Using new training techniques can shock your muscles into growth. But many lifters tend to follow the basic training techniques year after year, afraid to try something new.
A special technique I like to use is angle training, which hits the pectorals at all the angles, leading to a fuller chest workout, and more fatigue.
Below are some angle training exercises for you to try with incline or decline bench.
Chest: Start with 25 degree, then 45 degree, then 90 degree, finish with decline at 135 degree or dips.
Shoulders: Start with almost a straight vertical bench, then move back about 10 degrees for at least 3 sets. Try not to get too low or you will hit more chest than shoulders.
Back: Lying with your chest on the incline bench and knee(s) on the seat, perform a lateral row then adjust about 5 degree a set for 3 sets.
Abs: Using a decline adjustable bench or a decline and a few different size boxes, start with a higher degree then lower for each set.
- Biceps: Start with a straight vertical bench and adjust 15-20 degrees each set, finishing by lying flat on your back doing a hanging dumbbell curl. The stretch on the bicep will blow your arms away.
- Triceps: Start almost vertical performing a French press. Then adjust 15-20 degrees for 3-4 sets, finishing flat with a skull crusher or even a decline skull crusher for an intense workout.
Another favorite arm killer is using a squat rack and the bar (the spot bar you push through the holes). Starting at the bottom hole on the rack, perform a set of bicep curls with heels on the other side of the base of the rack. After 6-8 reps, quickly move the bar up a hole until you are almost standing straight up. For triceps, perform the skull crusher pushup in the same manner.

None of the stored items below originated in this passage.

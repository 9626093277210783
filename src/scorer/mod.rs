//! Local argument strength scoring.
//!
//! Everything here runs without network access: the analyzer gives a
//! student instant feedback on a draft, while the LLM-backed assessment in
//! [`crate::coach`] arrives later with a considered judgement.

pub mod analyzer;
pub mod lexicon;

pub use analyzer::{ArgumentAnalyzer, ScoreResult};
pub use lexicon::ScoringLexicon;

Angle training without a bench
Chest: Doing pushups, start with feet on the floor. Then place your feet on a small box. With the next set place your feet on a bench or chair; then place your feet on a larger box or stool, or even a countertop.
Back: Similar to the chest workout, grasping a Smith machine or racked barbell, position your feet at the floor level, then move them higher or vice versa depending if you want it to get harder or easier as the sets progress.